Does the “3D dying” now also begin in the cinema?
According to a current market analysis by the MPAA (Motion Pictures Association of America), the figures for 3D cinema performances are at their lowest level in eight years. Does the 3D dying now also begin in the cinema, or does it need fresh technology and content?
In December 2009, “Avatar: Departure for Pandora” was released in the cinemas and caused a real “3D quake”. Due to this blockbuster success, many cinemas finally switched to digital 3D technology. By the end of 2017, around 59% of all movie theaters worldwide were able to show 3D films and although more and more theaters are opening, fewer and fewer moviegoers attend the screenings “with glasses”.
The figures relate them primarily to the US market including Canada, but should also reflect the trend for Europe. The most successful year for 3D was 2010. 2.2 billion dollars were spent on 3D films, which accounted for a good 21% of total sales. At the end of 2017, it was only $1.3 billion and a slim 12%. If one assumes that cinema screenings of 3D blockbusters are more expensive than their 2D counterparts, then probably only every 9th or 10th dollar is sold with a 3D film.
The reasons for this can be manifold. For one thing, far fewer cinema films were offered in 3D. In 2016 there were 52, in 2017 just 44 titles – a minus of 15%. This could also simply be due to a weak cinema year with fewer potential titles. Perhaps film studios are also deliberately deciding against 3D processing because the possibility of secondary marketing is now lacking.
3D in home cinema is dying out
At home theater, 3-D is dead. TV manufacturers had already turned their backs on the “third dimension” in 2016 and 2017. The last 3D-capable TV of a well-known manufacturer came from Panasonic and was also rather an exception (EXW784). This year, no TV set with 3D (whether active or with polarization) has been announced yet. We have already discussed the reasons for this in our article “3D is dead (again)”. Thus, little by little, 3D-capable TV sets are disappearing from living rooms. The only remedy at the moment are beamers and projectors, but they are also increasingly doing without this feature. This means that film studios no longer have the option of marketing the film on 3D Blu-ray.

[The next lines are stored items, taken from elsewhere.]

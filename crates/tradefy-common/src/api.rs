use serde::{Deserialize, Serialize};

use crate::error::{AppError, AppResult};
use crate::leaderboard::LeaderboardEntry;
use crate::ranks::{RankInfo, RankName};
use crate::types::{PaymentMethod, ProductCategory};

pub const MIN_PASSWORD_LEN: usize = 8;

#[derive(Debug, Clone, Serialize, Deserialize, PartialEq)]
pub struct HealthResponse {
    pub ok: bool,
    pub boot_id: Option<String>,
    pub git_sha: Option<String>,
}

#[derive(Debug, Clone, Serialize, Deserialize, PartialEq)]
pub struct RegisterRequest {
    pub username: String,
    pub email: String,
    pub password: String,
    pub full_name: Option<String>,
    pub country: Option<String>,
    pub city: Option<String>,
    pub phone_number: Option<String>,
    pub profile_picture: Option<String>,
}

impl RegisterRequest {
    pub fn validate(&self) -> AppResult<()> {
        if self.username.trim().is_empty() {
            return Err(AppError::InvalidInput("username is required".to_string()));
        }
        validate_email(&self.email)?;
        validate_password(&self.password)
    }
}

#[derive(Debug, Clone, Serialize, Deserialize, PartialEq)]
pub struct LoginRequest {
    pub username: String,
    pub password: String,
}

#[derive(Debug, Clone, Serialize, Deserialize, PartialEq)]
pub struct LoginResponse {
    pub token: String,
    pub token_type: String,
    pub expires_at: String,
}

/// Profile fields a user may change themselves. Counters and flags are absent
/// on purpose: they are not writable through this path.
#[derive(Debug, Clone, Default, Serialize, Deserialize, PartialEq)]
pub struct UpdateProfileRequest {
    pub email: Option<String>,
    pub full_name: Option<String>,
    pub city: Option<String>,
    pub phone_number: Option<String>,
    pub profile_picture: Option<String>,
}

impl UpdateProfileRequest {
    pub fn validate(&self) -> AppResult<()> {
        match &self.email {
            Some(email) => validate_email(email),
            None => Ok(()),
        }
    }
}

#[derive(Debug, Clone, Serialize, Deserialize, PartialEq)]
pub struct ChangePasswordRequest {
    pub current_password: String,
    pub new_password: String,
}

#[derive(Debug, Clone, Serialize, Deserialize, PartialEq)]
pub struct MessageResponse {
    pub message: String,
}

#[derive(Debug, Clone, Serialize, Deserialize, PartialEq)]
pub struct UserStatsResponse {
    pub total_products: u64,
    pub total_sales: u64,
    pub total_earnings: f64,
    pub commission_rate: f64,
    pub rank: RankName,
    pub rank_progress: f64,
    pub next_rank: Option<RankName>,
    pub sales_to_next_rank: Option<u64>,
}

#[derive(Debug, Clone, Serialize, Deserialize, PartialEq)]
pub struct CreateProductRequest {
    pub title: String,
    pub description: Option<String>,
    pub price: f64,
    #[serde(default)]
    pub category: ProductCategory,
    pub main_image_url: Option<String>,
    #[serde(default)]
    pub image_urls: Vec<String>,
    pub city: Option<String>,
    pub country: Option<String>,
    #[serde(default)]
    pub is_negotiable: bool,
    #[serde(default)]
    pub is_featured: bool,
}

impl CreateProductRequest {
    pub fn validate(&self) -> AppResult<()> {
        if self.title.trim().is_empty() {
            return Err(AppError::InvalidInput("title is required".to_string()));
        }
        validate_price(self.price)
    }
}

#[derive(Debug, Clone, Default, Serialize, Deserialize, PartialEq)]
pub struct UpdateProductRequest {
    pub title: Option<String>,
    pub description: Option<String>,
    pub price: Option<f64>,
    pub category: Option<ProductCategory>,
    pub main_image_url: Option<String>,
    pub image_urls: Option<Vec<String>>,
    pub city: Option<String>,
    pub country: Option<String>,
    pub is_negotiable: Option<bool>,
    pub is_featured: Option<bool>,
}

impl UpdateProductRequest {
    pub fn validate(&self) -> AppResult<()> {
        if let Some(title) = &self.title {
            if title.trim().is_empty() {
                return Err(AppError::InvalidInput("title cannot be empty".to_string()));
            }
        }
        match self.price {
            Some(price) => validate_price(price),
            None => Ok(()),
        }
    }
}

#[derive(Debug, Clone, Serialize, Deserialize, PartialEq)]
pub struct CreateSaleRequest {
    pub product_id: i64,
    #[serde(default)]
    pub payment_method: PaymentMethod,
}

#[derive(Debug, Clone, Serialize, Deserialize, PartialEq)]
pub struct ConfirmPaymentRequest {
    pub reference: String,
}

#[derive(Debug, Clone, Serialize, Deserialize, PartialEq)]
pub struct PaymentWebhookPayload {
    pub sale_id: i64,
    pub reference: String,
    pub status: String,
}

#[derive(Debug, Clone, Serialize, Deserialize, PartialEq)]
pub struct LeaderboardResponse {
    pub users: Vec<LeaderboardEntry>,
    pub current_user_position: Option<u64>,
    pub total_users: u64,
}

#[derive(Debug, Clone, Serialize, PartialEq)]
pub struct RankInfoResponse {
    pub ranks: Vec<RankInfo>,
}

fn validate_email(email: &str) -> AppResult<()> {
    let email = email.trim();
    match email.split_once('@') {
        Some((local, domain)) if !local.is_empty() && domain.contains('.') => Ok(()),
        _ => Err(AppError::InvalidInput("email is not valid".to_string())),
    }
}

pub fn validate_password(password: &str) -> AppResult<()> {
    if password.chars().count() < MIN_PASSWORD_LEN {
        return Err(AppError::InvalidInput(format!(
            "password must be at least {MIN_PASSWORD_LEN} characters long"
        )));
    }
    Ok(())
}

fn validate_price(price: f64) -> AppResult<()> {
    if !price.is_finite() || price <= 0.0 {
        return Err(AppError::InvalidInput("price must be positive".to_string()));
    }
    Ok(())
}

But there are still fans out there who like to put glasses on their nose to dive even deeper into the movie. Will they at some point find neither technology nor movies with 3D? The question is, is there no stopping the dying or does it perhaps only need a technical revolution to breathe new life into the format?
New technology & films for a “3D revival”?
The TV market has made some drastic technical progress in recent years. Today’s displays have better contrasts, better black levels, can show more colours, show more details and above all are much brighter than before. Many 3D presentations with active glasses were simply not optimal because the shutter glasses darkened the picture noticeably. With the first TV sets from 2016, which reached peak brightness levels of up to 1,000 nits, this “problem” was actually off the table again. OLED televisions from LG, on the other hand, used passive polifilter technology and allowed relaxed movie enjoyment with sufficient brightness.
With micro-LED, the next innovative display technology is already knocking on the door and with it, certainly the possibility of a 3D revival. With fast switching times of the micro-LED pixels combined with a true-colour display and increased brightness, it would certainly be easy to make the displays fit for active 3D display.
Can an “Avatar 2” help?
But maybe the impulse comes from the film industry? James Cameron is known for always using the latest equipment and technology for his blockbuster productions. Maybe “Avatar 2” will surprise you with 4K/3D including dynamic framerate control? That 4K/3D with frame rates of up to 120Hz is possible was shown by director Ang Lee with his presentation of “The Crazy Heroic Tour of Billy Lynn” at the NAB 2016 in Las Vegas. Or is the trend moving towards VR glasses? Cinemas have already been equipped with the glasses, which are supposed to determine each viewer’s very personal film experience.
Personally, I have always enjoyed watching 3D movies and I still like to put on “Guardians of the Galaxy Vol. 1” and sit in front of my 2016 OLED TV. Even if the 4K Ultra HD format has some clear advantages, it is sometimes quite entertaining to say goodbye to the “third dimension”. What are your feelings about this topic? Do you also hope for a rebirth of 3D, or will 3D remain a niche product for you, which you should not pay attention to?